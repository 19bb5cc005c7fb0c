/// CommandList - Vulkan implementation of the CommandList trait

use stellar_3d_renderer::stellar3d::{Result, Error};
use stellar_3d_renderer::stellar3d::render::{
    ClearValue, CommandList as RendererCommandList, DescriptorSet as RendererDescriptorSet,
    Framebuffer as RendererFramebuffer, IndexType, Pipeline as RendererPipeline,
    PipelineBindPoint, Rect2D, RenderPass as RendererRenderPass, ShaderStageFlags,
    Texture as RendererTexture, TextureBarrier, Buffer as RendererBuffer, Viewport,
};
use stellar_3d_renderer::engine_err;
use ash::vk;
use std::sync::Arc;

use crate::vulkan_buffer::Buffer;
use crate::vulkan_context::GpuContext;
use crate::vulkan_descriptor_set::DescriptorSet;
use crate::vulkan_format::{
    access_flags_to_vk, barrier_aspect, image_layout_to_vk, index_type_to_vk,
    pipeline_stages_to_vk, shader_stage_flags_to_vk,
};
use crate::vulkan_frame_buffer::Framebuffer;
use crate::vulkan_pipeline::Pipeline;
use crate::vulkan_render_pass::RenderPass;
use crate::vulkan_texture::Texture;

/// Vulkan command list implementation
///
/// Owns its command pool and a single primary command buffer.
pub struct CommandList {
    ctx: Arc<GpuContext>,
    command_pool: vk::CommandPool,
    command_buffer: vk::CommandBuffer,
    is_recording: bool,
    in_render_pass: bool,
    current_subpass: u32,
    subpass_count: u32,
    /// Layout of the last bound pipeline (push constants)
    bound_pipeline_layout: Option<vk::PipelineLayout>,
}

fn vk_pipeline(pipeline: &Arc<dyn RendererPipeline>) -> &Pipeline {
    unsafe { &*(pipeline.as_ref() as *const dyn RendererPipeline as *const Pipeline) }
}

fn vk_buffer(buffer: &Arc<dyn RendererBuffer>) -> &Buffer {
    unsafe { &*(buffer.as_ref() as *const dyn RendererBuffer as *const Buffer) }
}

impl CommandList {
    pub(crate) fn new(ctx: Arc<GpuContext>) -> Result<Self> {
        unsafe {
            let command_pool_create_info = vk::CommandPoolCreateInfo::default()
                .queue_family_index(ctx.graphics_queue_family)
                .flags(vk::CommandPoolCreateFlags::TRANSIENT);

            let command_pool = ctx.device.create_command_pool(&command_pool_create_info, None)
                .map_err(|e| engine_err!("stellar3d::vulkan", "Failed to create command pool: {:?}", e))?;

            let command_buffer_allocate_info = vk::CommandBufferAllocateInfo::default()
                .command_pool(command_pool)
                .level(vk::CommandBufferLevel::PRIMARY)
                .command_buffer_count(1);

            let command_buffers = match ctx.device.allocate_command_buffers(&command_buffer_allocate_info) {
                Ok(buffers) => buffers,
                Err(e) => {
                    ctx.device.destroy_command_pool(command_pool, None);
                    return Err(engine_err!("stellar3d::vulkan", "Failed to allocate command buffer: {:?}", e));
                }
            };

            Ok(Self {
                ctx,
                command_pool,
                command_buffer: command_buffers[0],
                is_recording: false,
                in_render_pass: false,
                current_subpass: 0,
                subpass_count: 0,
                bound_pipeline_layout: None,
            })
        }
    }

    /// Underlying Vulkan command buffer
    pub(crate) fn command_buffer(&self) -> vk::CommandBuffer {
        self.command_buffer
    }

    fn require_recording(&self, what: &str) -> Result<()> {
        if !self.is_recording {
            return Err(Error::InvalidState(format!("{} while not recording", what)));
        }
        Ok(())
    }

    fn require_outside_render_pass(&self, what: &str) -> Result<()> {
        self.require_recording(what)?;
        if self.in_render_pass {
            return Err(Error::InvalidState(format!("{} inside a render pass", what)));
        }
        Ok(())
    }

    fn require_inside_render_pass(&self, what: &str) -> Result<()> {
        self.require_recording(what)?;
        if !self.in_render_pass {
            return Err(Error::InvalidState(format!("{} outside a render pass", what)));
        }
        Ok(())
    }
}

Your goal
Copy out each line carrying the string "Framebuffer" from the data.

Answer to the exercise
    Framebuffer as RendererFramebuffer, IndexType, Pipeline as RendererPipeline,
use crate::vulkan_frame_buffer::Framebuffer;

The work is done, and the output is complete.